▶ **WORK TO COMPLETE**
Write the records out again, unchanged.

*-*-*

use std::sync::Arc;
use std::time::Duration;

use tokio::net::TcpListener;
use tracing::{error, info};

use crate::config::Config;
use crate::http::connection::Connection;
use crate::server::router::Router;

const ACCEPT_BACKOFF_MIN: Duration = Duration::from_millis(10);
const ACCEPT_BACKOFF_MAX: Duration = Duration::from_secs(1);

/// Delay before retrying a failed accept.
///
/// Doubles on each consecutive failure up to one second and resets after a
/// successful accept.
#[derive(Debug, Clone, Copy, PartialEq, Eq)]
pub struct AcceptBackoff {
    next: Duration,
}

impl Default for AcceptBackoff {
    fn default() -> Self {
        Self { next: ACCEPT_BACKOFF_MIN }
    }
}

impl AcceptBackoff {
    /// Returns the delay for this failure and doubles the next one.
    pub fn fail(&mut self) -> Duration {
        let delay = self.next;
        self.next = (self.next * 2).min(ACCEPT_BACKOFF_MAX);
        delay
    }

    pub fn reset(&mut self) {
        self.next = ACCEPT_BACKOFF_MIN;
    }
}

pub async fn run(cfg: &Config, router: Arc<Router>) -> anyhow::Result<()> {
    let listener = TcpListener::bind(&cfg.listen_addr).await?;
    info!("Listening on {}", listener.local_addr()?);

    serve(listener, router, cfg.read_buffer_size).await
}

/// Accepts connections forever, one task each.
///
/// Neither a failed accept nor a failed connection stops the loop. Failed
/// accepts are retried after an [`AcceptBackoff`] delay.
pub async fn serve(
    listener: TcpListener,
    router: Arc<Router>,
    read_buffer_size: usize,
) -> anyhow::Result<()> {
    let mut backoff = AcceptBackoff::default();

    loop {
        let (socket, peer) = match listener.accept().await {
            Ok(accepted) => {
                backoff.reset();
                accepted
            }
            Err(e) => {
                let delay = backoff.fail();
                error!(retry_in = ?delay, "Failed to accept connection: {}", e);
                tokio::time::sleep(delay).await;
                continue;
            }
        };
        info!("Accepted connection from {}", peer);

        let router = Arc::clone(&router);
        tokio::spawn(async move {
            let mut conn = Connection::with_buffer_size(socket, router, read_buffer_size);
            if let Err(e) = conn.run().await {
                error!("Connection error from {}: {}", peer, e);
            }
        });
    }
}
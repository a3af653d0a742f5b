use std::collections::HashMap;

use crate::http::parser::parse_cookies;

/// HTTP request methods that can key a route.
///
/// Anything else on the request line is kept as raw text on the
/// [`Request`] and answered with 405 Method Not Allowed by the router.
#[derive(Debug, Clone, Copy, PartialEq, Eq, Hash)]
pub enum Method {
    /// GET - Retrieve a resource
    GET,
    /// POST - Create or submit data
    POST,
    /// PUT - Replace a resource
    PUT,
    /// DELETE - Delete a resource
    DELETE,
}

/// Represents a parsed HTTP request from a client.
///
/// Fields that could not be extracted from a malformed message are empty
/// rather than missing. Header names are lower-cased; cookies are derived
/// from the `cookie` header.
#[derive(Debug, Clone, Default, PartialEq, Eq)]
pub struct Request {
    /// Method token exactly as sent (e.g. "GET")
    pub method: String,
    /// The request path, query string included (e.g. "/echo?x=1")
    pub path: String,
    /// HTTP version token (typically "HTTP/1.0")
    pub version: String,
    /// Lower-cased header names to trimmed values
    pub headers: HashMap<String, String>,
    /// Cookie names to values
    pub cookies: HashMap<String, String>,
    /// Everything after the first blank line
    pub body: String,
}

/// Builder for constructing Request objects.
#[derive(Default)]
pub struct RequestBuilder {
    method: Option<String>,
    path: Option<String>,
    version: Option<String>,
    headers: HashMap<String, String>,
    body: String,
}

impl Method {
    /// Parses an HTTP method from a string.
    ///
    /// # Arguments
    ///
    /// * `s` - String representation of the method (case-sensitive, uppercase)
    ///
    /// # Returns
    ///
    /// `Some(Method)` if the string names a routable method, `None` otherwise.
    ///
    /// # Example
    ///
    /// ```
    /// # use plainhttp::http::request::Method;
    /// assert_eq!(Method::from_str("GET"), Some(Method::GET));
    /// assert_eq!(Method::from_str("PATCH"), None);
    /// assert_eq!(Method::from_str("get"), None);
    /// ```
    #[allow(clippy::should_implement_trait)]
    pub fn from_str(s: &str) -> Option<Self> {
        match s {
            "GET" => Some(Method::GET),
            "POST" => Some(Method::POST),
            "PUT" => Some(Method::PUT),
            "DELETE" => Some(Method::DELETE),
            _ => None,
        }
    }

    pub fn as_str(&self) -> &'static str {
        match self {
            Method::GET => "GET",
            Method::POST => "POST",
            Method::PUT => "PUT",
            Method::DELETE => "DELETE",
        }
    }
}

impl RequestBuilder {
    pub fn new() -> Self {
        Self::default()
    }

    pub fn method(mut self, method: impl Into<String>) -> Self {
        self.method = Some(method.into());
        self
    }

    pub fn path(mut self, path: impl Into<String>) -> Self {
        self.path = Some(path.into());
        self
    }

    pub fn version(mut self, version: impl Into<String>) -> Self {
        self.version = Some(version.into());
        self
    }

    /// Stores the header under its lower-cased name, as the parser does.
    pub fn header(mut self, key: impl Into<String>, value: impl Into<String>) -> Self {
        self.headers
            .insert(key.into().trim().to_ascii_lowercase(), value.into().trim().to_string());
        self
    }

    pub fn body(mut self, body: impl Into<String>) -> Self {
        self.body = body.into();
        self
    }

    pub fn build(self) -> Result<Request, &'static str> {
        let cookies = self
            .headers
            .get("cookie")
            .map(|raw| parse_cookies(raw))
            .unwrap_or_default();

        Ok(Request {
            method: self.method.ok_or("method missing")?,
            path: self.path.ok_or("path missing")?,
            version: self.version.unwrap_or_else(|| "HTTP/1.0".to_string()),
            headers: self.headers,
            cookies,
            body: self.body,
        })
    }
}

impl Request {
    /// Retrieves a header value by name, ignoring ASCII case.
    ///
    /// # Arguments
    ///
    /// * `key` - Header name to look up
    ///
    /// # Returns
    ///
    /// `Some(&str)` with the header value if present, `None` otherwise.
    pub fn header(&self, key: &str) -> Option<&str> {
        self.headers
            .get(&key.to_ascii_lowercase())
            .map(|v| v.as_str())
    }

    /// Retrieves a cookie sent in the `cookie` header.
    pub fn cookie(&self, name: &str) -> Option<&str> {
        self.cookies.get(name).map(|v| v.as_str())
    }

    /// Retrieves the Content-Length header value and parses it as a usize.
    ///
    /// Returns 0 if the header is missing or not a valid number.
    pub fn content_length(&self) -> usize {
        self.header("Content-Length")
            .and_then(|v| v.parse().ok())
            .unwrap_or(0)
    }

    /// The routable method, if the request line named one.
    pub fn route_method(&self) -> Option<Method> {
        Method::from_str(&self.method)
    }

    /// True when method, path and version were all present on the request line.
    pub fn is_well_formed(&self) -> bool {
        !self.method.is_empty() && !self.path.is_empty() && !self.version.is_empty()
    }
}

*-*-*

▶ **TASK OUTPUT**
use std::sync::Arc;
use std::time::Duration;

use tokio::net::TcpListener;
use tracing::{error, info};

use crate::config::Config;
use crate::http::connection::Connection;
use crate::server::router::Router;

const ACCEPT_BACKOFF_MIN: Duration = Duration::from_millis(10);
const ACCEPT_BACKOFF_MAX: Duration = Duration::from_secs(1);

/// Delay before retrying a failed accept.
///
/// Doubles on each consecutive failure up to one second and resets after a
/// successful accept.
#[derive(Debug, Clone, Copy, PartialEq, Eq)]
pub struct AcceptBackoff {
    next: Duration,
}

impl Default for AcceptBackoff {
    fn default() -> Self {
        Self { next: ACCEPT_BACKOFF_MIN }
    }
}

impl AcceptBackoff {
    /// Returns the delay for this failure and doubles the next one.
    pub fn fail(&mut self) -> Duration {
        let delay = self.next;
        self.next = (self.next * 2).min(ACCEPT_BACKOFF_MAX);
        delay
    }

    pub fn reset(&mut self) {
        self.next = ACCEPT_BACKOFF_MIN;
    }
}

pub async fn run(cfg: &Config, router: Arc<Router>) -> anyhow::Result<()> {
    let listener = TcpListener::bind(&cfg.listen_addr).await?;
    info!("Listening on {}", listener.local_addr()?);

    serve(listener, router, cfg.read_buffer_size).await
}

/// Accepts connections forever, one task each.
///
/// Neither a failed accept nor a failed connection stops the loop. Failed
/// accepts are retried after an [`AcceptBackoff`] delay.
pub async fn serve(
    listener: TcpListener,
    router: Arc<Router>,
    read_buffer_size: usize,
) -> anyhow::Result<()> {
    let mut backoff = AcceptBackoff::default();

    loop {
        let (socket, peer) = match listener.accept().await {
            Ok(accepted) => {
                backoff.reset();
                accepted
            }
            Err(e) => {
                let delay = backoff.fail();
                error!(retry_in = ?delay, "Failed to accept connection: {}", e);
                tokio::time::sleep(delay).await;
                continue;
            }
        };
        info!("Accepted connection from {}", peer);

        let router = Arc::clone(&router);
        tokio::spawn(async move {
            let mut conn = Connection::with_buffer_size(socket, router, read_buffer_size);
            if let Err(e) = conn.run().await {
                error!("Connection error from {}: {}", peer, e);
            }
        });
    }
}
repository a3af653d0a742f5b
use std::collections::HashMap;

use crate::http::parser::parse_cookies;

/// HTTP request methods that can key a route.
///
/// Anything else on the request line is kept as raw text on the
/// [`Request`] and answered with 405 Method Not Allowed by the router.
#[derive(Debug, Clone, Copy, PartialEq, Eq, Hash)]
pub enum Method {
    /// GET - Retrieve a resource
    GET,
    /// POST - Create or submit data
    POST,
    /// PUT - Replace a resource
    PUT,
    /// DELETE - Delete a resource
    DELETE,
}

/// Represents a parsed HTTP request from a client.
///
/// Fields that could not be extracted from a malformed message are empty
/// rather than missing. Header names are lower-cased; cookies are derived
/// from the `cookie` header.
#[derive(Debug, Clone, Default, PartialEq, Eq)]
pub struct Request {
    /// Method token exactly as sent (e.g. "GET")
    pub method: String,
    /// The request path, query string included (e.g. "/echo?x=1")
    pub path: String,
    /// HTTP version token (typically "HTTP/1.0")
    pub version: String,
    /// Lower-cased header names to trimmed values
    pub headers: HashMap<String, String>,
    /// Cookie names to values
    pub cookies: HashMap<String, String>,
    /// Everything after the first blank line
    pub body: String,
}

/// Builder for constructing Request objects.
#[derive(Default)]
pub struct RequestBuilder {
    method: Option<String>,
    path: Option<String>,
    version: Option<String>,
    headers: HashMap<String, String>,
    body: String,
}

impl Method {
    /// Parses an HTTP method from a string.
    ///
    /// # Arguments
    ///
    /// * `s` - String representation of the method (case-sensitive, uppercase)
    ///
    /// # Returns
    ///
    /// `Some(Method)` if the string names a routable method, `None` otherwise.
    ///
    /// # Example
    ///
    /// ```
    /// # use plainhttp::http::request::Method;
    /// assert_eq!(Method::from_str("GET"), Some(Method::GET));
    /// assert_eq!(Method::from_str("PATCH"), None);
    /// assert_eq!(Method::from_str("get"), None);
    /// ```
    #[allow(clippy::should_implement_trait)]
    pub fn from_str(s: &str) -> Option<Self> {
        match s {
            "GET" => Some(Method::GET),
            "POST" => Some(Method::POST),
            "PUT" => Some(Method::PUT),
            "DELETE" => Some(Method::DELETE),
            _ => None,
        }
    }

    pub fn as_str(&self) -> &'static str {
        match self {
            Method::GET => "GET",
            Method::POST => "POST",
            Method::PUT => "PUT",
            Method::DELETE => "DELETE",
        }
    }
}

impl RequestBuilder {
    pub fn new() -> Self {
        Self::default()
    }

    pub fn method(mut self, method: impl Into<String>) -> Self {
        self.method = Some(method.into());
        self
    }

    pub fn path(mut self, path: impl Into<String>) -> Self {
        self.path = Some(path.into());
        self
    }

    pub fn version(mut self, version: impl Into<String>) -> Self {
        self.version = Some(version.into());
        self
    }

    /// Stores the header under its lower-cased name, as the parser does.
    pub fn header(mut self, key: impl Into<String>, value: impl Into<String>) -> Self {
        self.headers
            .insert(key.into().trim().to_ascii_lowercase(), value.into().trim().to_string());
        self
    }

    pub fn body(mut self, body: impl Into<String>) -> Self {
        self.body = body.into();
        self
    }

    pub fn build(self) -> Result<Request, &'static str> {
        let cookies = self
            .headers
            .get("cookie")
            .map(|raw| parse_cookies(raw))
            .unwrap_or_default();

        Ok(Request {
            method: self.method.ok_or("method missing")?,
            path: self.path.ok_or("path missing")?,
            version: self.version.unwrap_or_else(|| "HTTP/1.0".to_string()),
            headers: self.headers,
            cookies,
            body: self.body,
        })
    }
}

impl Request {
    /// Retrieves a header value by name, ignoring ASCII case.
    ///
    /// # Arguments
    ///
    /// * `key` - Header name to look up
    ///
    /// # Returns
    ///
    /// `Some(&str)` with the header value if present, `None` otherwise.
    pub fn header(&self, key: &str) -> Option<&str> {
        self.headers
            .get(&key.to_ascii_lowercase())
            .map(|v| v.as_str())
    }

    /// Retrieves a cookie sent in the `cookie` header.
    pub fn cookie(&self, name: &str) -> Option<&str> {
        self.cookies.get(name).map(|v| v.as_str())
    }

    /// Retrieves the Content-Length header value and parses it as a usize.
    ///
    /// Returns 0 if the header is missing or not a valid number.
    pub fn content_length(&self) -> usize {
        self.header("Content-Length")
            .and_then(|v| v.parse().ok())
            .unwrap_or(0)
    }

    /// The routable method, if the request line named one.
    pub fn route_method(&self) -> Option<Method> {
        Method::from_str(&self.method)
    }

    /// True when method, path and version were all present on the request line.
    pub fn is_well_formed(&self) -> bool {
        !self.method.is_empty() && !self.path.is_empty() && !self.version.is_empty()
    }
}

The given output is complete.